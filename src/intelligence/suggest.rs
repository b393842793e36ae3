use crate::models::category::Category;
use crate::models::priority::Priority;
use regex::{Regex, RegexBuilder};
use serde::Serialize;

#[derive(Debug, Clone, PartialEq, Serialize)]
pub struct Suggestion {
    pub category: Category,
    pub priority: Priority,
    pub next_steps: Vec<String>,
    /// Place named in the text, e.g. "the pharmacy" in "pick up pills at the pharmacy".
    pub place_hint: Option<String>,
}

pub struct TaskIntelligence {
    categories: Vec<(Category, Regex)>,
    high: Regex,
    medium: Regex,
    low: Regex,
    place: Regex,
}

fn pattern(p: &str) -> Regex {
    // All patterns are literals below; a failure here is a programming error.
    RegexBuilder::new(p)
        .case_insensitive(true)
        .build()
        .unwrap_or_else(|e| panic!("invalid suggestion pattern {p:?}: {e}"))
}

impl Default for TaskIntelligence {
    fn default() -> Self {
        Self::new()
    }
}

impl TaskIntelligence {
    pub fn new() -> Self {
        // Checked in order; the first match wins. Errand precedes Work so
        // "post office" is not taken for "office".
        let categories = vec![
            (
                Category::Health,
                pattern(r"\b(doctor|dentist|pharmacy|pills?|prescription|medicine|hospital|clinic|gym|workout|vet)\b"),
            ),
            (
                Category::Shopping,
                pattern(r"\b(buy|purchase|shop(ping)?|groceries|grocery|supermarket|milk|bread|eggs|store|mall)\b"),
            ),
            (
                Category::Errand,
                pattern(r"\b(post office|mail|package|parcel|bank|atm|return|drop off|pick up|pickup|dry cleaning|library)\b"),
            ),
            (
                Category::Work,
                pattern(r"\b(meeting|office|client|report|deadline|presentation|email|boss|colleague|project)\b"),
            ),
            (
                Category::Home,
                pattern(r"\b(clean|laundry|repair|fix|garden|trash|dishes|vacuum|plumber)\b"),
            ),
            (
                Category::Social,
                pattern(r"\b(call|birthday|party|dinner|lunch|coffee|visit|friend|mom|dad|family)\b"),
            ),
        ];

        Self {
            categories,
            high: pattern(r"(\b(urgent|asap|immediately|today|now|overdue|critical)\b|!!)"),
            medium: pattern(r"\b(soon|tomorrow|this week|important)\b"),
            low: pattern(r"\b(someday|eventually|maybe|whenever|sometime)\b"),
            place: pattern(
                r"\b(?:(?:at|near|from)\s+((?:the\s+)?[\w'\- ]+?)|in\s+(the\s+[\w'\- ]+?))\s*(?:[.,;!?]|\b(?:to|for|and|before|after|on|by)\b|$)",
            ),
        }
    }

    pub fn categorize(&self, text: &str) -> Category {
        self.categories
            .iter()
            .find(|(_, re)| re.is_match(text))
            .map(|(c, _)| *c)
            .unwrap_or(Category::Personal)
    }

    pub fn prioritize(&self, text: &str) -> Priority {
        if self.high.is_match(text) {
            Priority::High
        } else if self.medium.is_match(text) {
            Priority::Medium
        } else if self.low.is_match(text) {
            Priority::Low
        } else {
            Priority::Medium
        }
    }

    pub fn place_hint(&self, text: &str) -> Option<String> {
        self.place
            .captures(text)
            .and_then(|c| c.get(1).or_else(|| c.get(2)))
            .map(|m| m.as_str().trim().to_string())
            .filter(|s| !s.is_empty())
    }

    pub fn next_steps(&self, category: Category) -> Vec<String> {
        let steps: &[&str] = match category {
            Category::Shopping => &[
                "Write down the items you need",
                "Check opening hours",
                "Bring a bag",
            ],
            Category::Work => &[
                "Collect the documents you need",
                "Block time in your calendar",
            ],
            Category::Health => &[
                "Check whether you need an appointment",
                "Bring your ID and prescriptions",
            ],
            Category::Errand => &[
                "Gather what you need to drop off or show",
                "Check opening hours",
            ],
            Category::Home => &["Check you have the supplies", "Set aside time for it"],
            Category::Social => &["Confirm the time with them", "Plan how to get there"],
            Category::Personal => &["Break it into a first small step"],
        };
        steps.iter().map(|s| s.to_string()).collect()
    }

    pub fn suggest(&self, text: &str) -> Suggestion {
        let category = self.categorize(text);
        Suggestion {
            category,
            priority: self.prioritize(text),
            next_steps: self.next_steps(category),
            place_hint: self.place_hint(text),
        }
    }
}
════════════════
Task details. Which lines of the records above contain the word "Personal"? Report each one.

Exercise output.
            .unwrap_or(Category::Personal)
            Category::Personal => &["Break it into a first small step"],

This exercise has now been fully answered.